Hrnic set his mouth in a hard, firm line. Vlado snapped up the white bundle of meat from the counter and dropped it into his zippered briefcase.
“Thanks for the meat,” he said breezily, then strolled away.
He’d walked about thirty feet when the butcher called out.
“Wait,” Hrnic shouted.
Vlado stopped, turning slowly. Perhaps Hrnic was going to ask for the meat back, but Vlado would be damned if he’d return it. There had to be some price for insolence to the police. Besides, he was hungry.
But Hrnic seemed anything but angry. He was grinning, almost wildly, a leering banner of malicious joy.
“You wish to be introduced to the next step up in my ‘chain of command?’ Very well, then. You shall meet him.” He pulled off his grimy apron and tossed it onto a scale. “Mind the counter,” he snapped to his daughter; then he strode past Vlado with the resolve of a man on a mission.
“Follow me,” he said, not turning his head as he passed. “You’ll have your meeting, all right.”
They walked two blocks up a steep hill at a brisk pace, Hrnic panting like an old steam engine that had suddenly found its rhythm after years of disuse. Then they headed down a narrow side street where three young boys kicked a scuffed soccer ball across the cobbles through melting patches of ice. A toothless beggar kneeling in a doorway rose uncertainly to his feet. Seeming to recognize Hrnic, he held out a hand beseechingly.
Hrnic ignored him, striding briskly on without a word until they reached a dented steel doorway halfway up the block. “Wait here,” he said over his shoulder before disappearing inside.
A few moments later he reappeared, calmer now, almost smug in the way he looked Vlado squarely in the eye, as if daring him to turn back now, as if he’d had this scene dreamed up from the very beginning.

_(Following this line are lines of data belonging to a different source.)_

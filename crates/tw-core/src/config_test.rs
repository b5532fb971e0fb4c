use super::*;
use tempfile::TempDir;

#[test]
fn test_parse_minimal_config() {
    let yaml = r#"
name: test_project
"#;
    let config: Config = serde_yaml::from_str(yaml).unwrap();
    assert_eq!(config.name, "test_project");
    assert_eq!(config.database.path, ":memory:");
    assert_eq!(config.database.dialect, Dialect::DuckDb);
    assert_eq!(config.table_prefix, "");
    assert_eq!(config.timestamps, TimestampColumns::default());

    let root = std::path::PathBuf::from("/tmp/test");
    assert_eq!(
        config.migration_paths_absolute(&root),
        vec![root.join("migrations")]
    );
}

#[test]
fn test_parse_full_config() {
    let yaml = r#"
name: shop
database:
  path: "./shop.duckdb"
  dialect: mysql
table_prefix: shop_
migration_paths:
  - db/migrations
  - db/seeds
timestamps:
  created: created_at
  updated: updated_at
  status_updated: ~
  auto_append: false
"#;
    let config: Config = serde_yaml::from_str(yaml).unwrap();
    assert_eq!(config.database.path, "./shop.duckdb");
    assert_eq!(config.database.dialect, Dialect::MySql);
    assert_eq!(config.table_prefix, "shop_");
    assert_eq!(config.migration_paths, vec!["db/migrations", "db/seeds"]);
    assert_eq!(config.timestamps.created.as_deref(), Some("created_at"));
    assert_eq!(config.timestamps.status_updated, None);
    assert!(!config.timestamps.auto_append);
}

#[test]
fn test_unknown_field_rejected() {
    let yaml = r#"
name: shop
tabel_prefix: oops_
"#;
    let result: Result<Config, _> = serde_yaml::from_str(yaml);
    assert!(result.is_err());
}

#[test]
fn test_load_from_dir_yml() {
    let dir = TempDir::new().unwrap();
    std::fs::write(dir.path().join("tablewright.yml"), "name: from_yml\n").unwrap();
    let config = Config::load_from_dir(dir.path()).unwrap();
    assert_eq!(config.name, "from_yml");
}

#[test]
fn test_load_from_dir_yaml_extension() {
    let dir = TempDir::new().unwrap();
    std::fs::write(dir.path().join("tablewright.yaml"), "name: from_yaml\n").unwrap();
    let config = Config::load_from_dir(dir.path()).unwrap();
    assert_eq!(config.name, "from_yaml");
}

#[test]
fn test_load_from_dir_missing() {
    let dir = TempDir::new().unwrap();
    let err = Config::load_from_dir(dir.path()).unwrap_err();
    assert!(matches!(err, CoreError::ConfigNotFound { .. }));
}

#[test]
fn test_empty_name_rejected() {
    let dir = TempDir::new().unwrap();
    let path = dir.path().join("tablewright.yml");
    std::fs::write(&path, "name: \"\"\n").unwrap();
    let err = Config::load(&path).unwrap_err();
    assert!(matches!(err, CoreError::ConfigInvalid { .. }));
}
use super::*;
use tw_core::{Column, DdlBuilder, ReferentialAction, SeedValue, TableName};

fn builder() -> DdlBuilder {
    DdlBuilder::default()
}

fn users() -> TableName {
    TableName::new("users")
}

fn create_users(db: &MemoryBackend) {
    let stmt = builder().create_table(
        &users(),
        &[Column::new("id", "INT"), Column::new("email", "TEXT")],
        None,
        true,
    );
    db.execute(&stmt).unwrap();
}

#[test]
fn test_create_and_list_tables() {
    let db = MemoryBackend::new().with_table("existing", ["id"]);
    create_users(&db);
    let names: Vec<String> = db.list_table_names().unwrap().into_iter().collect();
    assert_eq!(names, vec!["existing", "users"]);
    assert_eq!(db.table("users").unwrap().columns, vec!["id", "email"]);
    assert_eq!(db.db_type(), "memory");
}

#[test]
fn test_create_if_not_exists_is_idempotent() {
    let db = MemoryBackend::new();
    create_users(&db);
    create_users(&db);
    assert_eq!(db.statements().len(), 2);

    let strict = builder().create_table(&users(), &[Column::new("id", "INT")], None, false);
    assert!(db.execute(&strict).is_err());
}

#[test]
fn test_drop_table_if_exists() {
    let db = MemoryBackend::new();
    db.execute(&builder().drop_table(&users(), true)).unwrap();
    let err = db.execute(&builder().drop_table(&users(), false)).unwrap_err();
    assert!(matches!(err, DbError::TableNotFound(_)));
}

#[test]
fn test_index_tracks_uniqueness_and_rejects_duplicates() {
    let db = MemoryBackend::new();
    create_users(&db);
    db.execute(&builder().create_index(None, &users(), &["email"], true))
        .unwrap();
    db.execute(&builder().create_index(None, &users(), &["id"], false))
        .unwrap();

    let table = db.table("users").unwrap();
    assert_eq!(table.indexes.get("idx-users-email"), Some(&true));
    assert_eq!(table.indexes.get("idx-users-id"), Some(&false));

    assert!(db
        .execute(&builder().create_index(None, &users(), &["email"], true))
        .is_err());
}

#[test]
fn test_index_on_unknown_column_fails() {
    let db = MemoryBackend::new();
    create_users(&db);
    assert!(db
        .execute(&builder().create_index(None, &users(), &["nope"], false))
        .is_err());
}

#[test]
fn test_foreign_key_requires_referenced_table() {
    let db = MemoryBackend::new();
    create_users(&db);
    let add = builder().add_foreign_key(
        None,
        &users(),
        &["id"],
        &TableName::new("accounts"),
        &["id"],
        ReferentialAction::Cascade,
        ReferentialAction::Cascade,
    );
    let err = db.execute(&add).unwrap_err();
    assert!(matches!(err, DbError::TableNotFound(ref t) if t == "accounts"));
}

#[test]
fn test_foreign_key_add_and_drop() {
    let db = MemoryBackend::new().with_table("accounts", ["id"]);
    create_users(&db);
    let add = builder().add_foreign_key(
        None,
        &users(),
        &["id"],
        &TableName::new("accounts"),
        &["id"],
        ReferentialAction::Cascade,
        ReferentialAction::Cascade,
    );
    db.execute(&add).unwrap();
    assert!(db.table("users").unwrap().foreign_keys.contains("fk-users-id"));

    let drop = builder().drop_foreign_key(None, &users(), &["id"]);
    db.execute(&drop).unwrap();
    assert!(db.table("users").unwrap().foreign_keys.is_empty());
    assert!(db.execute(&drop).is_err());
}

#[test]
fn test_insert_counts_rows() {
    let db = MemoryBackend::new();
    create_users(&db);
    let insert = builder().batch_insert(
        &users(),
        &["id".to_string()],
        &[vec![SeedValue::Int(1)], vec![SeedValue::Int(2)]],
    );
    assert_eq!(db.execute(&insert).unwrap(), 2);
    assert_eq!(db.table("users").unwrap().rows, 2);
}

#[test]
fn test_rollback_restores_catalog() {
    let db = MemoryBackend::new();
    db.begin().unwrap();
    create_users(&db);
    db.rollback().unwrap();
    assert!(db.list_table_names().unwrap().is_empty());
    assert_eq!(
        db.transcript(),
        vec![
            "BEGIN".to_string(),
            db.statements()[0].sql.clone(),
            "ROLLBACK".to_string()
        ]
    );
}

#[test]
fn test_non_transactional_ddl_survives_rollback() {
    let db = MemoryBackend::new().with_non_transactional_ddl();
    db.begin().unwrap();
    create_users(&db);
    let insert = builder().batch_insert(&users(), &["id".to_string()], &[vec![SeedValue::Int(1)]]);
    db.execute(&insert).unwrap();
    db.rollback().unwrap();

    let table = db.table("users").unwrap();
    assert_eq!(table.rows, 0);
}

#[test]
fn test_commit_without_begin_fails() {
    let db = MemoryBackend::new();
    assert!(matches!(
        db.commit().unwrap_err(),
        DbError::TransactionError(_)
    ));
    assert!(db.rollback().is_err());
}

#[test]
fn test_injected_failure_leaves_catalog_untouched() {
    let db = MemoryBackend::new();
    db.fail_on("CREATE TABLE");
    let stmt = builder().create_table(&users(), &[Column::new("id", "INT")], None, true);
    let err = db.execute(&stmt).unwrap_err();
    assert!(err.to_string().contains("injected failure"));
    assert!(db.statements().is_empty());
    assert!(!db.table_exists("users").unwrap());
}

#[test]
fn test_fail_when_predicate() {
    let db = MemoryBackend::new();
    db.fail_when(|stmt| matches!(stmt.kind, StatementKind::Insert { .. }));
    create_users(&db);
    let insert = builder().batch_insert(&users(), &["id".to_string()], &[vec![SeedValue::Int(1)]]);
    assert!(db.execute(&insert).is_err());
}

#[test]
fn test_clear_log_keeps_catalog() {
    let db = MemoryBackend::new();
    create_users(&db);
    db.clear_log();
    assert!(db.statements().is_empty());
    assert!(db.transcript().is_empty());
    assert!(db.table_exists("users").unwrap());
}
use super::*;
use clap::CommandFactory;

#[test]
fn verify_cli_args() {
    // Validates the entire command tree: short flag conflicts,
    // duplicate args, and other clap definition errors.
    Cli::command().debug_assert();
}

#[test]
fn test_parse_up_with_filter() {
    let cli = Cli::try_parse_from([
        "tw",
        "-v",
        "-p",
        "proj",
        "up",
        "--migrations",
        "001_users,002_posts",
        "--keep-going",
    ])
    .unwrap();
    assert!(cli.global.verbose);
    assert_eq!(cli.global.project_dir, "proj");
    let Commands::Up(args) = cli.command else {
        panic!("expected up");
    };
    assert_eq!(args.migrations.as_deref(), Some("001_users,002_posts"));
    assert!(args.keep_going);
}

#[test]
fn test_parse_plan_defaults() {
    let cli = Cli::try_parse_from(["tw", "plan"]).unwrap();
    assert_eq!(cli.global.project_dir, ".");
    assert_eq!(cli.global.database, None);
    let Commands::Plan(args) = cli.command else {
        panic!("expected plan");
    };
    assert_eq!(args.direction, Direction::Up);
    assert_eq!(args.output, OutputFormat::Text);
}

#[test]
fn test_global_database_after_subcommand() {
    let cli = Cli::try_parse_from(["tw", "down", "-d", "other.duckdb"]).unwrap();
    assert_eq!(cli.global.database.as_deref(), Some("other.duckdb"));
    assert!(matches!(cli.command, Commands::Down(_)));
}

“He will see you now,” Hrnic announced with the flourish of a concierge.
Vlado followed him through the door, where a raw, elemental stench nearly knocked him to the floor. This must be their slaughterhouse, for the air reeked of fresh blood. It was the smell of life draining away by the drop, of fluids already rotting as they fall, the essence of animal panic lingering in the air like a ghost. This must be what made the animals bleat before they even saw the glint of a blade, or felt the first jab of metal sliding into their flesh.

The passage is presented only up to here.